Language, Myth & Consciousness

14 July 2018 Lindsay

Language, Myth & Consciousness

While in Provence I made the first of what I suspect will be many readings of Rachel Bespaloff’s majestic essay On The Iliad and was so impressed by the depth of her insights into the power of the poem, into the timeless character of great art, and – still deeper – into the fierce, elemental nature of life itself, that her words have been reverberating through my imagination ever since.

The essay appears in a slim volume titled War and the Iliad which also contains Simone Weil’s essay The Iliad or the Poem of Force along with an essay on Bespaloff by Hermann Broch. Significantly, both Bespaloff’s essay and Weil’s were written at the time of the Second World War, though without apparent reference to each other. Weil’s piece is the more celebrated but I found that Bespaloff drew me deeper into the complexities of the soul and into a fuller apprehension of life as ‘essentially the thing that does not permit itself to be assessed, or measured, or condemned, or justified, at least not by the living.’

Her essay is relatively brief but so charged with compassionate intellectual acuity and imaginative energy that any attempt to summarise its riches would feel like a shabby act of plunder. However, I want to draw attention here to one of its central insights which I believe may have significant consequences for the continuing evolution of consciousness in our own time.

In drawing attention to the manner in which both the Iliad and the Bible closely link ethical experience and metaphysical questioning, Bespaloff observes how they were written during a time when ‘the ambiguous age of demoniac forces is just receding from view, the world of rational symbols has not yet been constituted. Magic no longer possesses anything but ineffectual rites to impose on recalcitrant nature, and philosophy has still to invent its own incantations for bringing beautiful abstractions to life.’

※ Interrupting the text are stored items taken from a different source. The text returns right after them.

//! Shared entity and player-entity state owned by the tick loop.
//!
//! Outside-tick reads are permitted; outside-tick writes are forbidden. Readers
//! and writers both go through `EntityRegistry`, which wraps a `dashmap::DashMap`
//! for lock-free concurrent lookups across independent entity ids.

use dashmap::DashMap;
use horizon_event_system::PlayerId;
use std::sync::Arc;

/// Entity type tag. Gameplay rules for each kind are out of scope here; only
/// enough shape is kept to drive replication and spatial indexing.
#[derive(Debug, Clone, Copy, PartialEq, Eq, serde::Serialize, serde::Deserialize)]
#[serde(rename_all = "snake_case")]
pub enum EntityKind {
    Player,
    Mob,
    Item,
    Npc,
    Resource,
}

/// A position in world space. Kept distinct from `horizon_event_system::Position`
/// so the world module can evolve its own precision/packing independent of the
/// event-system wire type.
#[derive(Debug, Clone, Copy, PartialEq, serde::Serialize, serde::Deserialize)]
pub struct WorldPosition {
    pub x: f64,
    pub y: f64,
    pub z: f64,
}

impl WorldPosition {
    pub fn new(x: f64, y: f64, z: f64) -> Self {
        Self { x, y, z }
    }

    pub fn distance_sq(&self, other: WorldPosition) -> f64 {
        let dx = self.x - other.x;
        let dy = self.y - other.y;
        let dz = self.z - other.z;
        dx * dx + dy * dy + dz * dz
    }
}

/// A rotation expressed as a quaternion `(x, y, z, w)`.
#[derive(Debug, Clone, Copy, PartialEq, serde::Serialize, serde::Deserialize)]
pub struct Quaternion {
    pub x: f64,
    pub y: f64,
    pub z: f64,
    pub w: f64,
}

impl Quaternion {
    pub const IDENTITY: Quaternion = Quaternion { x: 0.0, y: 0.0, z: 0.0, w: 1.0 };

    /// Builds a yaw-only facing quaternion from an angle in radians.
    pub fn from_yaw(yaw: f64) -> Self {
        let half = yaw * 0.5;
        Self { x: 0.0, y: half.sin(), z: 0.0, w: half.cos() }
    }
}

/// Health pair `(current, max)`.
#[derive(Debug, Clone, Copy, PartialEq, serde::Serialize, serde::Deserialize)]
pub struct Health {
    pub current: u32,
    pub max: u32,
}

/// Movement/idle state tag carried on `entityModified` and batch frames.
#[derive(Debug, Clone, Copy, PartialEq, Eq, serde::Serialize, serde::Deserialize)]
#[serde(rename_all = "snake_case")]
pub enum MotionState {
    Idle,
    Walk,
    Run,
}

/// A world entity: uniquely identified, with authoritative server-side position.
#[derive(Debug, Clone)]
pub struct Entity {
    pub id: String,
    pub kind: EntityKind,
    pub position: WorldPosition,
    pub rotation: Option<Quaternion>,
    pub health: Option<Health>,
    pub state: Option<MotionState>,
}

impl Entity {
    pub fn new(id: impl Into<String>, kind: EntityKind, position: WorldPosition) -> Self {
        Self {
            id: id.into(),
            kind,
            position,
            rotation: None,
            health: None,
            state: None,
        }
    }
}

/// Player-specific fields layered on top of an `Entity`.
#[derive(Debug, Clone)]
pub struct PlayerEntity {
    pub entity_id: String,
    pub player_id: PlayerId,
    pub socket_id: usize,
    pub account_id: String,
    pub character_id: Option<String>,
    pub face_target: Option<(f64, f64)>,
    pub cardinal_face_direction: Option<super::face_direction::Cardinal>,
    pub moved_this_tick: bool,
    pub is_loading: bool,
    pub auto_retaliate: bool,
}

impl PlayerEntity {
    pub fn new(entity_id: String, player_id: PlayerId, socket_id: usize, account_id: String) -> Self {
        Self {
            entity_id,
            player_id,
            socket_id,
            account_id,
            character_id: None,
            face_target: None,
            cardinal_face_direction: None,
            moved_this_tick: false,
            is_loading: true,
            auto_retaliate: false,
        }
    }
}

/// Registry of all live world entities and the player-specific overlay.
///
/// Owned by the tick loop. Entries are inserted on `entityAdded`/spawn and
/// removed on disconnect or stale-entity reclamation.
#[derive(Debug, Default)]
pub struct EntityRegistry {
    entities: DashMap<String, Entity>,
    players: DashMap<PlayerId, PlayerEntity>,
}

impl EntityRegistry {
    pub fn new() -> Arc<Self> {
        Arc::new(Self::default())
    }

    pub fn insert_entity(&self, entity: Entity) {
        self.entities.insert(entity.id.clone(), entity);
    }

    pub fn remove_entity(&self, id: &str) -> Option<Entity> {
        self.entities.remove(id).map(|(_, e)| e)
    }

    pub fn get_entity(&self, id: &str) -> Option<Entity> {
        self.entities.get(id).map(|e| e.clone())
    }

    pub fn set_position(&self, id: &str, position: WorldPosition) {
        if let Some(mut e) = self.entities.get_mut(id) {
            e.position = position;
        }
    }

    pub fn entity_ids(&self) -> Vec<String> {
        self.entities.iter().map(|e| e.key().clone()).collect()
    }

    pub fn insert_player(&self, player: PlayerEntity) {
        self.players.insert(player.player_id, player);
    }

    pub fn remove_player(&self, player_id: PlayerId) -> Option<PlayerEntity> {
        self.players.remove(&player_id).map(|(_, p)| p)
    }

    pub fn get_player(&self, player_id: PlayerId) -> Option<PlayerEntity> {
        self.players.get(&player_id).map(|p| p.clone())
    }

    pub fn player_ids(&self) -> Vec<PlayerId> {
        self.players.iter().map(|p| *p.key()).collect()
    }

    pub fn with_player_mut<R>(&self, player_id: PlayerId, f: impl FnOnce(&mut PlayerEntity) -> R) -> Option<R> {
        self.players.get_mut(&player_id).map(|mut p| f(&mut p))
    }

    pub fn entity_id_for_player(&self, player_id: PlayerId) -> Option<String> {
        self.players.get(&player_id).map(|p| p.entity_id.clone())
    }

    pub fn player_for_entity(&self, entity_id: &str) -> Option<PlayerId> {
        self.players.iter().find(|p| p.entity_id == entity_id).map(|p| p.player_id)
    }

    /// Last known world position of the player occupying `socket_id`, used by
    /// the broadcaster to compute subscriber distance for throttling.
    pub fn position_for_socket(&self, socket_id: usize) -> Option<WorldPosition> {
        let entity_id = self.players.iter().find(|p| p.socket_id == socket_id).map(|p| p.entity_id.clone())?;
        self.entities.get(&entity_id).map(|e| e.position)
    }
}

#[cfg(test)]
mod tests {
    use super::*;

    #[test]
    fn insert_and_fetch_entity() {
        let registry = EntityRegistry::new();
        registry.insert_entity(Entity::new("e1", EntityKind::Item, WorldPosition::new(1.0, 0.0, 2.0)));
        let e = registry.get_entity("e1").expect("entity present");
        assert_eq!(e.position.x, 1.0);
    }

    #[test]
    fn remove_entity_clears_lookup() {
        let registry = EntityRegistry::new();
        registry.insert_entity(Entity::new("e1", EntityKind::Mob, WorldPosition::new(0.0, 0.0, 0.0)));
        assert!(registry.remove_entity("e1").is_some());
        assert!(registry.get_entity("e1").is_none());
    }

    #[test]
    fn player_lookup_round_trips() {
        let registry = EntityRegistry::new();
        let pid = PlayerId::new();
        registry.insert_player(PlayerEntity::new("char1".into(), pid, 7, "acct1".into()));
        assert_eq!(registry.entity_id_for_player(pid).as_deref(), Some("char1"));
        assert_eq!(registry.player_for_entity("char1"), Some(pid));
    }
}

It was, she claims, a privileged moment in which ‘a particular mode of thought is evolved which cannot be expressed and transmitted to successive generations in conceptual form, but which reappears and holds good every time man comes up against himself at the dark turn of his existence.’ In such a moment mythic wisdom emerges as ‘interpreter of the invisible world and mediator between the sensible and the intelligible,’ and it does so through its efforts to hold antagonistic energies in creative tension within the overarching arena of impersonal cosmic justice.

 

Südfrankreich, Marseille, Hafenviertel.- Deportation von Juden unter Bewachung des Polizeiregiments Griese und französischer Polizei. Blick zum Quai du Port; PK 649
Depicted place Marseille
Date 24 January 1943
Photographer Vennemann, Wolfgang

Only a language arising from the deeps of what James Hillman called ‘the poetic basis of mind’ can articulate the experience out of which such mythic vision is generated. In Mary McCarthy’s skillful translation, Bespaloff’s prose is radiant with such energy. Though she escaped occupied France on one of the last refugee-ships to leave Marseilles, her life remained so acutely sensitive to the holocaustal horror of that ‘dark turn of existence’ which was the mid-20th Century that she eventually gassed herself in 1949. Her death at a relatively early age feels like an incalculable loss, but her vision and her words still hold good today, for we too are living in an interstitial age.

It’s an age when, even as they appear to gather accelerating force, the sometimes beautiful, abstract incantations of a scientific philosophy unaware of its own place within the inescapably mythological structure of thought cannot embrace the lived complexities of human experience; and yet a new, more inclusive mythic vision of our life embedded within a wider community of consciousness, both planetary and cosmic, has not yet come clearly into focus.

The development of such a vision will require a mythic language which speaks of more than of man coming up against himself. It will define and enact the process of human life coming into a new comprehensive relation with aspects of experience which have too long been disregarded or demeaned. For, as Anne Baring and Jules Cashford declared in The Myth of the Goddess in 1991, ‘it seems clear that a new poetic language has to evolve to allow back into consciousness a sensibility that is holistic, animistic and lunar in origin, one that explores flux, continuity and phases of alternation, offering an image not of exclusive realities, nor of final beginnings and endings, but of infinite cycles of transformation.’

Written half a century after Rachel Bespaloff’s tragic death, those words signalled the return of a profoundly regenerative mythic intelligence which would be open, alert and responsive to the most urgent needs of the age. Because the magnetic energy of her prose already feels adequate to those demands, Bespaloff offers us a vital example of the quality of consciousness required by our own perilous transitional times; and it may be that the most important service that novelists and poets can now perform is to be present at the continuing birth of such a language by attuning their imaginations to those elusive but enlarging requirements each time they try to write.